Test Code CMVP Cytomegalovirus (CMV) Antibodies, IgM and IgG, Serum

Reporting Name

Cytomegalovirus Ab, IgM and IgG, S

Useful For

Aiding in the diagnosis of acute or past infection with cytomegalovirus (CMV)

 

Determining prior exposure to CMV

 

This test should not be used for screening blood or plasma donors.

Profile Information

Test ID Reporting Name Available Separately Always Performed
CMVM Cytomegalovirus Ab, IgM, S Yes Yes
CMVG Cytomegalovirus Ab, IgG, S Yes Yes

Performing Laboratory

Mayo Clinic Laboratories in Rochester

Specimen Type

Serum


Specimen Required


Supplies: Sarstedt Aliquot Tube 5 mL (T914)

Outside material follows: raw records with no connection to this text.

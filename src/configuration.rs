use config::ConfigError;

/// Authentication layer settings
///
/// Every field except `secret` has a default, so the struct can be built
/// from a literal in code or deserialized from a configuration file.
#[derive(serde::Deserialize, Clone, Debug)]
pub struct AuthSettings {
    /// Path prefix the auth endpoints are mounted under
    #[serde(default = "default_url_prefix")]
    pub url_prefix: String,
    /// HS256 signing secret. Empty secrets are rejected at initialization.
    pub secret: String,
    /// Access token lifetime in seconds (e.g., 1800 for 30 minutes)
    #[serde(default = "default_access_token_expiry")]
    pub access_token_expiry: i64,
    /// Enables the refresh-token feature; requires a store and an
    /// identity resolver to be supplied together
    #[serde(default)]
    pub refresh_token_enabled: bool,
    /// JSON field name the access token is delivered under
    #[serde(default = "default_access_token_name")]
    pub access_token_name: String,
    /// JSON field name the refresh token is delivered and presented under
    #[serde(default = "default_refresh_token_name")]
    pub refresh_token_name: String,
    /// When true, tokens are additionally delivered as http-only cookies
    /// and read back from them instead of the Authorization header
    #[serde(default)]
    pub cookie_set: bool,
    /// Domain attribute for token cookies; empty leaves it unset
    #[serde(default)]
    pub cookie_domain: String,
    #[serde(default = "default_true")]
    pub cookie_httponly: bool,
    #[serde(default = "default_access_token_name")]
    pub cookie_token_name: String,
    #[serde(default = "default_refresh_token_name")]
    pub cookie_refresh_token_name: String,
}

fn default_url_prefix() -> String {
    "/auth".to_string()
}

fn default_access_token_expiry() -> i64 {
    1800
}

fn default_access_token_name() -> String {
    "access_token".to_string()
}

fn default_refresh_token_name() -> String {
    "refresh_token".to_string()
}

fn default_true() -> bool {
    true
}

impl AuthSettings {
    /// Settings with defaults for the given secret
    pub fn new(secret: impl Into<String>) -> Self {
        Self {
            url_prefix: default_url_prefix(),
            secret: secret.into(),
            access_token_expiry: default_access_token_expiry(),
            refresh_token_enabled: false,
            access_token_name: default_access_token_name(),
            refresh_token_name: default_refresh_token_name(),
            cookie_set: false,
            cookie_domain: String::new(),
            cookie_httponly: true,
            cookie_token_name: default_access_token_name(),
            cookie_refresh_token_name: default_refresh_token_name(),
        }
    }
}

pub fn get_configuration() -> Result<AuthSettings, ConfigError> {
    let settings = config::Config::builder()
        .add_source(config::File::with_name("authgate").required(false))
        .build()?;
    settings.try_deserialize::<AuthSettings>()
}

Collection Container/Tube:

Preferred: Serum gel

Acceptable: Red top

Submission Container/Tube: Plastic vial

Specimen Volume: 1 mL

Collection Instructions: Centrifuge and aliquot serum into a plastic vial.


Specimen Minimum Volume

0.8 mL

Specimen Stability Information

Specimen Type Temperature Time Special Container
Serum Refrigerated (preferred) 14 days
  Frozen  14 days

Reference Values

CYTOMEGALOVIRUS IgM:

Negative

 

CYTOMEGALOVIRUS IgG:

Negative

 

Reference values apply to all ages.

Day(s) Performed

Monday through Saturday

CPT Code Information

86644-CMV, IgG

86645-CMV, IgM

LOINC Code Information

Test ID Test Order Name Order LOINC Value
CMVP Cytomegalovirus Ab, IgM and IgG, S 87424-8

 

Result ID Test Result Name Result LOINC Value
CMVG Cytomegalovirus Ab, IgG, S 13949-3
CMVM Cytomegalovirus Ab, IgM, S 24119-0

Report Available

Same day/1 to 3 days

Reject Due To

Gross hemolysis Reject
Gross lipemia Reject
Gross icterus Reject
Heat-inactivated specimen Reject

Method Name

Multiplex Flow Immunoassay (MFI)

Forms

If not ordering electronically, complete, print, and send Infectious Disease Serology Test Request (T916) with the specimen.

Secondary ID

62067

Test Classification

This test has been cleared, approved, or is exempt by the US Food and Drug Administration and is used per manufacturer's instructions. Performance characteristics were verified by Mayo Clinic in a manner consistent with CLIA requirements.